INFORMATION PROVIDED Start Marker
//! Shared score-factor library.
//!
//! Each scoring function is pure, clips its own output to [0, 100], and
//! treats missing input as zero confidence rather than an error. The
//! `ScoreFactor` constructors pair a scoring function with a name and a
//! weight for use inside a detector's factor set.

use crate::common::math::{clamp_score, percent_change, ramp};
use crate::indicators::{confluence, patience, trend};
use crate::models::features::FeatureSnapshot;
use crate::models::profile::ParameterProfile;
use crate::models::signal::Direction;

use super::ScoreFactor;

/// Relative volume where scoring starts and where it saturates.
pub const RVOL_FLOOR: f64 = 0.8;
pub const RVOL_SATURATION: f64 = 3.0;

/// Reference level a patience candle is expected to lean on.
#[derive(Debug, Clone, Copy, PartialEq)]
pub enum ReferenceLevel {
    OrbHigh,
    OrbLow,
    Vwap,
    Ema(u32),
}

pub fn reference_value(snapshot: &FeatureSnapshot, level: ReferenceLevel) -> Option<f64> {
    match level {
        ReferenceLevel::OrbHigh => snapshot.orb_high(),
        ReferenceLevel::OrbLow => snapshot.orb_low(),
        ReferenceLevel::Vwap => snapshot.vwap(),
        ReferenceLevel::Ema(period) => snapshot.moving_average(period),
    }
}

/// Volume confirmation: 0 at the participation floor, saturating at
/// `RVOL_SATURATION`. Monotone non-decreasing in relative volume.
pub fn relative_volume_score(snapshot: &FeatureSnapshot) -> f64 {
    match snapshot.relative_volume() {
        Some(rvol) => ramp(rvol, RVOL_FLOOR, RVOL_SATURATION),
        None => 0.0,
    }
}

/// Trend alignment: full trend strength when the regime matches the trade
/// direction, a small credit for an aligned micro-trend, zero otherwise.
pub fn trend_alignment_score(snapshot: &FeatureSnapshot, direction: Direction) -> f64 {
    let reading = trend::classify(
        snapshot.bars(),
        snapshot.orb_high(),
        snapshot.orb_low(),
        snapshot.premarket_high(),
        snapshot.premarket_low(),
    );
    let aligned = matches!(
        (reading.regime, direction),
        (trend::TrendRegime::Uptrend, Direction::Long)
            | (trend::TrendRegime::Downtrend, Direction::Short)
    );
    if aligned {
        clamp_score(reading.strength)
    } else if reading.regime == trend::TrendRegime::Chop && reading.micro_trend {
        25.0
    } else {
        0.0
    }
}

/// Level confluence around the current price, using the active profile's
/// proximity tolerance.
pub fn level_confluence_score(snapshot: &FeatureSnapshot, profile: &ParameterProfile) -> f64 {
    let price = match snapshot.price() {
        Some(price) => price,
        None => return 0.0,
    };
    let levels = snapshot.reference_levels();
    confluence::measure(price, &levels, profile.vwap_proximity_percent).score
}

/// RSI headroom: rewards momentum with room left to run. Longs peak at
/// RSI 60, shorts at RSI 40; missing RSI scores zero.
pub fn rsi_headroom_score(snapshot: &FeatureSnapshot, direction: Direction) -> f64 {
    let rsi = match snapshot.rsi(14) {
        Some(rsi) => rsi,
        None => return 0.0,
    };
    let peak = match direction {
        Direction::Long => 60.0,
        Direction::Short => 40.0,
    };
    clamp_score(100.0 - (rsi - peak).abs() * 2.5)
}

/// Patience-candle quality against the setup's reference level. Falls back
/// to the pipeline's precomputed flag (at reduced credit) when no bar
/// history was supplied.
pub fn patience_quality_score(
    snapshot: &FeatureSnapshot,
    direction: Direction,
    level: ReferenceLevel,
) -> f64 {
    let reference = match reference_value(snapshot, level) {
        Some(reference) => reference,
        None => return 0.0,
    };
    if snapshot.bars().len() < patience::MIN_BARS {
        return if snapshot.has_patient_candle() { 50.0 } else { 0.0 };
    }
    let reading = patience::detect(snapshot.bars(), reference, snapshot.atr(), direction);
    if reading.detected {
        reading.score
    } else if snapshot.has_patient_candle() {
        50.0
    } else {
        0.0
    }
}

/// Distance from VWAP on the favorable side, saturating at 1%.
pub fn vwap_side_score(snapshot: &FeatureSnapshot, direction: Direction) -> f64 {
    let price = match snapshot.price() {
        Some(price) => price,
        None => return 0.0,
    };
    let vwap = match snapshot.vwap() {
        Some(vwap) => vwap,
        None => return 0.0,
    };
    let change = match percent_change(price, vwap) {
        Some(change) => change,
        None => return 0.0,
    };
    let favorable = match direction {
        Direction::Long => change,
        Direction::Short => -change,
    };
    ramp(favorable, 0.0, 1.0)
}

/// Stretch away from VWAP against the trade direction, for fade setups:
/// a short fade scores higher the further price is extended above VWAP.
/// Saturates at a 3% extension.
pub fn vwap_extension_score(snapshot: &FeatureSnapshot, direction: Direction) -> f64 {
    let price = match snapshot.price() {
        Some(price) => price,
        None => return 0.0,
    };
    let vwap = match snapshot.vwap() {
        Some(vwap) => vwap,
        None => return 0.0,
    };
    let change = match percent_change(price, vwap) {
        Some(change) => change,
        None => return 0.0,
    };
    let extension = match direction {
        Direction::Short => change,
        Direction::Long => -change,
    };
    ramp(extension, 0.5, 3.0)
}

/// Break distance beyond the opening-range level, normalized by ATR and
/// saturating at one full ATR.
pub fn orb_break_strength_score(snapshot: &FeatureSnapshot, direction: Direction) -> f64 {
    let price = match snapshot.price() {
        Some(price) => price,
        None => return 0.0,
    };
    let atr = match snapshot.atr() {
        Some(atr) => atr,
        None => return 0.0,
    };
    let distance = match direction {
        Direction::Long => snapshot.orb_high().map(|level| price - level),
        Direction::Short => snapshot.orb_low().map(|level| level - price),
    };
    match distance {
        Some(distance) if distance > 0.0 => ramp(distance / atr, 0.0, 1.0),
        _ => 0.0,
    }
}

/// Options-flow bias: call/put balance toward the trade direction plus a
/// sweep-count kicker.
pub fn flow_bias_score(snapshot: &FeatureSnapshot, direction: Direction) -> f64 {
    let flow = match snapshot.options_flow() {
        Some(flow) => flow,
        None => return 0.0,
    };
    let ratio = match flow.call_ratio() {
        Some(ratio) => ratio,
        None => return 0.0,
    };
    let favorable = match direction {
        Direction::Long => ratio,
        Direction::Short => 1.0 - ratio,
    };
    let balance_component = ramp(favorable, 0.5, 0.85) * 0.8;
    let sweep_component = flow
        .sweep_count
        .map(|count| (count.min(5) as f64 / 5.0) * 20.0)
        .unwrap_or(0.0);
    clamp_score(balance_component + sweep_component)
}

// Factor constructors used by the built-in detectors.

pub fn relative_volume(weight: f64) -> ScoreFactor {
    ScoreFactor::new(
        "relative_volume",
        weight,
        Box::new(|snapshot, _| relative_volume_score(snapshot)),
    )
}

pub fn trend_alignment(weight: f64, direction: Direction) -> ScoreFactor {
    ScoreFactor::new(
        "trend_alignment",
        weight,
        Box::new(move |snapshot, _| trend_alignment_score(snapshot, direction)),
    )
}

pub fn level_confluence(weight: f64) -> ScoreFactor {
    ScoreFactor::new(
        "level_confluence",
        weight,
        Box::new(level_confluence_score),
    )
}

pub fn rsi_headroom(weight: f64, direction: Direction) -> ScoreFactor {
    ScoreFactor::new(
        "rsi_headroom",
        weight,
        Box::new(move |snapshot, _| rsi_headroom_score(snapshot, direction)),
    )
}

pub fn patience_quality(weight: f64, direction: Direction, level: ReferenceLevel) -> ScoreFactor {
    ScoreFactor::new(
        "patience_quality",
        weight,
        Box::new(move |snapshot, _| patience_quality_score(snapshot, direction, level)),
    )
}

pub fn vwap_side(weight: f64, direction: Direction) -> ScoreFactor {
    ScoreFactor::new(
        "vwap_side",
        weight,
        Box::new(move |snapshot, _| vwap_side_score(snapshot, direction)),
    )
}

pub fn vwap_extension(weight: f64, direction: Direction) -> ScoreFactor {
    ScoreFactor::new(
        "vwap_extension",
        weight,
        Box::new(move |snapshot, _| vwap_extension_score(snapshot, direction)),
    )
}

pub fn orb_break_strength(weight: f64, direction: Direction) -> ScoreFactor {
    ScoreFactor::new(
        "orb_break_strength",
        weight,
        Box::new(move |snapshot, _| orb_break_strength_score(snapshot, direction)),
    )
}

pub fn flow_bias(weight: f64, direction: Direction) -> ScoreFactor {
    ScoreFactor::new(
        "flow_bias",
        weight,
        Box::new(move |snapshot, _| flow_bias_score(snapshot, direction)),
    )
}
INFORMATION PROVIDED End Marker
• WHAT IS NEEDED
Filter the entries down to the lines that hold "scoring". Copy those lines.

• REPLY
//! Each scoring function is pure, clips its own output to [0, 100], and
//! `ScoreFactor` constructors pair a scoring function with a name and a
/// Relative volume where scoring starts and where it saturates.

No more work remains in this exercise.